To do: Pull every line containing the word "labels" from the records.

Extracted records
◆ ◆ ◆ ◆ ◆ ◆ ◆

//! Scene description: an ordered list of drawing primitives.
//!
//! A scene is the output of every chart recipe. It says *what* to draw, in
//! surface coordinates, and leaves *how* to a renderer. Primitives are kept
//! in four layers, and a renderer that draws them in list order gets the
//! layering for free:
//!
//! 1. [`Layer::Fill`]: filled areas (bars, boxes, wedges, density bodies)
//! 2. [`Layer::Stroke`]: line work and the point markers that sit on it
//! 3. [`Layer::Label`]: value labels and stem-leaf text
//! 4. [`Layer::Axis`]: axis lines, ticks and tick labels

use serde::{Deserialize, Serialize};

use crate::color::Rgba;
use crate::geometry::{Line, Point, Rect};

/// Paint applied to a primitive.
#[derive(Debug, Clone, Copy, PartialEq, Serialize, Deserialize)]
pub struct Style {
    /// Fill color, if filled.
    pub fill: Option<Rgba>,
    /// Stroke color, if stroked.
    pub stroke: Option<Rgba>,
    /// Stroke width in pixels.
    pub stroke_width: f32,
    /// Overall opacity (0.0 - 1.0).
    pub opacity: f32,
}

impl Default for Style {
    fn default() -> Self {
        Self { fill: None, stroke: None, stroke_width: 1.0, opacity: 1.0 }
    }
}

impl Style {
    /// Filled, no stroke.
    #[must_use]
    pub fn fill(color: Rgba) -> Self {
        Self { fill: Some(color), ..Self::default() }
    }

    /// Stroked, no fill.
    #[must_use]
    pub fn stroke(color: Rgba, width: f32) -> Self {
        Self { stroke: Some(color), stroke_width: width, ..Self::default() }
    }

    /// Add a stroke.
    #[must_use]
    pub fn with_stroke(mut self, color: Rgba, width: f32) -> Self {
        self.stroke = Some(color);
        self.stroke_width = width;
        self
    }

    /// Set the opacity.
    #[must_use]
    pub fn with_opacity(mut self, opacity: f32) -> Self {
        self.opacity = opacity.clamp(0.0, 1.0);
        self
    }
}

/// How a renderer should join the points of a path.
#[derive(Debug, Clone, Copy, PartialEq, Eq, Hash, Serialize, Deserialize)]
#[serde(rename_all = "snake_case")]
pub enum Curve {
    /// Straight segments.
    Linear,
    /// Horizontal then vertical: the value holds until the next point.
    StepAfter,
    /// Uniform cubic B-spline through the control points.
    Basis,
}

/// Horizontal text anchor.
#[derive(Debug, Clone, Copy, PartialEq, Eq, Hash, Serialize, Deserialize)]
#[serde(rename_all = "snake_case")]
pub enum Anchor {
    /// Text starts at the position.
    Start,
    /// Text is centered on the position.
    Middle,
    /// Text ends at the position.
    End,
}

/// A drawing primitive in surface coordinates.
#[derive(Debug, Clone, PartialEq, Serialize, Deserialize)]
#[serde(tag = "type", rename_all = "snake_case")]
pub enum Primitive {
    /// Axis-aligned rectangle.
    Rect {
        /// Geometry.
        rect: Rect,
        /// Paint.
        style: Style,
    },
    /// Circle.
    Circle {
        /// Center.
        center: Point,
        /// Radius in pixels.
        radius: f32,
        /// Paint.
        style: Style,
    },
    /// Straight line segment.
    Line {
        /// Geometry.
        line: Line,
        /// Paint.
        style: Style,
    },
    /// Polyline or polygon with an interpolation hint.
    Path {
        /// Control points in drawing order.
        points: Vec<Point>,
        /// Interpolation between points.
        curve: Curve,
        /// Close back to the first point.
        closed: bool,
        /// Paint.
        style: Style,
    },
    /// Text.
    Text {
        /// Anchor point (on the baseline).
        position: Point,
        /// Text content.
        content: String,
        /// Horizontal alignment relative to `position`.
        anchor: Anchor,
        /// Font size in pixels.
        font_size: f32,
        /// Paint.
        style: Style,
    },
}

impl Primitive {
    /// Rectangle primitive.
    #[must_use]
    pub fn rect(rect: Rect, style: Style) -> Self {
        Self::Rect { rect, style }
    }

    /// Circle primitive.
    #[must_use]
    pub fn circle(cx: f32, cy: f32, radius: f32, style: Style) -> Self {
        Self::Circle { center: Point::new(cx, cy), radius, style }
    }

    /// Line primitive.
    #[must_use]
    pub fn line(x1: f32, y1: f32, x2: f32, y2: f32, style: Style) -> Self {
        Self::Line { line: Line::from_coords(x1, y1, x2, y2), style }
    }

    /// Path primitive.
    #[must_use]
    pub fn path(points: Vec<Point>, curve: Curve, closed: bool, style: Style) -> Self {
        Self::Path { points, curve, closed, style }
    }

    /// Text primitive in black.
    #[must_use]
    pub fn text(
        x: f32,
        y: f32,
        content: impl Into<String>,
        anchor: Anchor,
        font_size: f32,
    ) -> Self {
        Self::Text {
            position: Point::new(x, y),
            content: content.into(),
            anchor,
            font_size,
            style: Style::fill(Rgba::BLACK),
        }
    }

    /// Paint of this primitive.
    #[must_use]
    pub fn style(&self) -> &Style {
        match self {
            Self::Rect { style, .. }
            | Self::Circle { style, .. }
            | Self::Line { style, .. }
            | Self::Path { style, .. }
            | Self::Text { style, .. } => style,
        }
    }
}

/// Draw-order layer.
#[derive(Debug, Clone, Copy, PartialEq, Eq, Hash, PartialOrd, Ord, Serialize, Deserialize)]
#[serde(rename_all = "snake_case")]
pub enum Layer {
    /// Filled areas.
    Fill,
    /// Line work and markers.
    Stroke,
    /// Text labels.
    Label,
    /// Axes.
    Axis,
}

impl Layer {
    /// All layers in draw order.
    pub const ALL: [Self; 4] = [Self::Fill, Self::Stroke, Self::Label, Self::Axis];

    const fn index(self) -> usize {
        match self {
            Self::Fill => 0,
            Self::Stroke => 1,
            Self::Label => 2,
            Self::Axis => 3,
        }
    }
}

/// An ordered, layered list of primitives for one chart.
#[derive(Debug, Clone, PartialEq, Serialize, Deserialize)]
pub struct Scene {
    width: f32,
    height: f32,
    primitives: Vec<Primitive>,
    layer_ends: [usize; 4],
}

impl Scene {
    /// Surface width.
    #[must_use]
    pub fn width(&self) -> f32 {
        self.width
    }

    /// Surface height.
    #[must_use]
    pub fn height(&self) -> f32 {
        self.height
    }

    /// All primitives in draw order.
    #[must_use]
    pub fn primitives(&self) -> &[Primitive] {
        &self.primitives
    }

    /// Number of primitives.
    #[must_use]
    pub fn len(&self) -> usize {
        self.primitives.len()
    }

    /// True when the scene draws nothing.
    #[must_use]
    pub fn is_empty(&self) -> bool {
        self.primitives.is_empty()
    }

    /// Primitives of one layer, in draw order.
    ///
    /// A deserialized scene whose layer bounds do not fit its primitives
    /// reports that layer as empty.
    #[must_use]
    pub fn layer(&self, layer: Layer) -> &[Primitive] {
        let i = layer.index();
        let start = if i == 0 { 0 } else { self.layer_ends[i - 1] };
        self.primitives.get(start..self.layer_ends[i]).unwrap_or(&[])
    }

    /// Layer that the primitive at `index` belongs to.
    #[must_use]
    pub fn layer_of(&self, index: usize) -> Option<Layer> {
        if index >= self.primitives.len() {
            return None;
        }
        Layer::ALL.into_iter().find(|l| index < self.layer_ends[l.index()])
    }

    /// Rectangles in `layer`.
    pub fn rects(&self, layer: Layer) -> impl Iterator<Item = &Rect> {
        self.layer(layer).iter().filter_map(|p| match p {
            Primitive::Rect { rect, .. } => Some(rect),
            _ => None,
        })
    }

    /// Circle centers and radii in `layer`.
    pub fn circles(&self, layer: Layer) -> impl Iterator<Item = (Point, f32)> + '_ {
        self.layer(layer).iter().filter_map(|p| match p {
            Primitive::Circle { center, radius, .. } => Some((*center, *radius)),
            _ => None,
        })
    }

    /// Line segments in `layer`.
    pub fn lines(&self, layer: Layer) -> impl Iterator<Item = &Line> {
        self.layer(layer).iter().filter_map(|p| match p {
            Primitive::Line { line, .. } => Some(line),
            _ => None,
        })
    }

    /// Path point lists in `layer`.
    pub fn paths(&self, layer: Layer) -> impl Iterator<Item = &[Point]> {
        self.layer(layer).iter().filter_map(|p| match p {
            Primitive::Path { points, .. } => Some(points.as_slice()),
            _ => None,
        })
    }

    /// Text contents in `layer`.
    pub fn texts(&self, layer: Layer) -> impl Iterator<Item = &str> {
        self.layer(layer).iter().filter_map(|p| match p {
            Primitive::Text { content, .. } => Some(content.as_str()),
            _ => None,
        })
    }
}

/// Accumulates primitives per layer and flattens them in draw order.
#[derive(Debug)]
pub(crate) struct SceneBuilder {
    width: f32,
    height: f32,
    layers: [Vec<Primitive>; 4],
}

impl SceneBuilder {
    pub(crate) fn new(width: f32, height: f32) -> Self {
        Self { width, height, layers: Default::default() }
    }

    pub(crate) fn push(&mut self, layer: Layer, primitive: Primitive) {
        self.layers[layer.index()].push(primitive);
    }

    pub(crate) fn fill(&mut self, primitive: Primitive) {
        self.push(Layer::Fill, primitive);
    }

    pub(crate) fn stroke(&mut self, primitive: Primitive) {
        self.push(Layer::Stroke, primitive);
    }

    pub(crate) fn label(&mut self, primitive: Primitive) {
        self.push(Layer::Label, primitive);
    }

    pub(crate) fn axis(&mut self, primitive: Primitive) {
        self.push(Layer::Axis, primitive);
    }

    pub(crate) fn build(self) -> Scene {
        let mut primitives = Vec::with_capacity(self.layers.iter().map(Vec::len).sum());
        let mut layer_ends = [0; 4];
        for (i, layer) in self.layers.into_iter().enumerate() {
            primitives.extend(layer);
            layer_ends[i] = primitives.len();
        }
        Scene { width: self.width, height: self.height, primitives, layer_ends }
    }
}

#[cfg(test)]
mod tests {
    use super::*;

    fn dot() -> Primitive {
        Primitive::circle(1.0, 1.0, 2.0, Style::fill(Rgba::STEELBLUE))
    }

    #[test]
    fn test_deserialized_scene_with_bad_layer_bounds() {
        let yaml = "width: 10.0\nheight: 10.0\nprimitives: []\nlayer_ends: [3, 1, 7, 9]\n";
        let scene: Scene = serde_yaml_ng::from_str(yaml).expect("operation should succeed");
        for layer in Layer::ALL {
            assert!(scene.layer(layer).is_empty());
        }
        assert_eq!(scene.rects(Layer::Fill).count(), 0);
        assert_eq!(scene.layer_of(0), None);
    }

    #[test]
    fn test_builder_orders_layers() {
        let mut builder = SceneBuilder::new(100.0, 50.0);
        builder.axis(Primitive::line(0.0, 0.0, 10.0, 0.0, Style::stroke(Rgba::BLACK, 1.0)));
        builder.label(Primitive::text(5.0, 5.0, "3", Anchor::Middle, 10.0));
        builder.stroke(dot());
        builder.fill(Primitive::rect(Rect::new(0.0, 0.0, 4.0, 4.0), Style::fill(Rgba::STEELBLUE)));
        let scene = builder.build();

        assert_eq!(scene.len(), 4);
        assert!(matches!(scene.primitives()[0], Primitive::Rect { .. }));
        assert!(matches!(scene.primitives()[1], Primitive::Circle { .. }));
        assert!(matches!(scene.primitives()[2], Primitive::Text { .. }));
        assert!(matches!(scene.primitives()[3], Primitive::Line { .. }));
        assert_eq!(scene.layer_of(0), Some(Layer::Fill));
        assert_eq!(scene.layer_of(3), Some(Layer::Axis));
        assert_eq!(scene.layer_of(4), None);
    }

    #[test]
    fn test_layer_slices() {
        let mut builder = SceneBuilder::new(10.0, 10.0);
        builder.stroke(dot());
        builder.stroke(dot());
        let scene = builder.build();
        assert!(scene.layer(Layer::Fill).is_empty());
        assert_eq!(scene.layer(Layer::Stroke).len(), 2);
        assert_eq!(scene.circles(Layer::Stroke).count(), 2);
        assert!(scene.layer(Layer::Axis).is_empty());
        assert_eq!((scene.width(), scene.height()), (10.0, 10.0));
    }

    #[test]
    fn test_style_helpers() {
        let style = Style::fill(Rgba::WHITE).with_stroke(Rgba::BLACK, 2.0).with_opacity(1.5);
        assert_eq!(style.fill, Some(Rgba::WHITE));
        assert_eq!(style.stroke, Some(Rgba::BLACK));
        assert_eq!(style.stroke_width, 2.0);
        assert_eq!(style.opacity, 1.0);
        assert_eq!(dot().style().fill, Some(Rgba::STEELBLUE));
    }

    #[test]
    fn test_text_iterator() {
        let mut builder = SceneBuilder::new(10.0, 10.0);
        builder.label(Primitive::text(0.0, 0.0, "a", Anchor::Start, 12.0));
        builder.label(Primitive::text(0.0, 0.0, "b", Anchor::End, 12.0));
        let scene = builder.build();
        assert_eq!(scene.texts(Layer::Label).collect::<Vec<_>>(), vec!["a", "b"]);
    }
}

◆ ◆ ◆ ◆ ◆ ◆ ◆

Answer to the exercise:
//! 3. [`Layer::Label`]: value labels and stem-leaf text
//! 4. [`Layer::Axis`]: axis lines, ticks and tick labels
    /// Text labels.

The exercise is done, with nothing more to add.